Stored data entries
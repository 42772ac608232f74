use thiserror::Error;

/// Chat node bootstrap and operational failures. Remote entry points
/// convert everything to `FAIL` responses; these surface only during
/// startup.
#[derive(Debug, Error)]
pub enum ChatNodeError {
    #[error("i/o error: {0}")]
    Io(#[from] std::io::Error),

    #[error("coordinator call failed: {0}")]
    Rpc(#[from] reqwest::Error),
}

> _What to do_:
Every line of the entries above that includes "from" should be copied.

> _Answer section_:
    Io(#[from] std::io::Error),
    Rpc(#[from] reqwest::Error),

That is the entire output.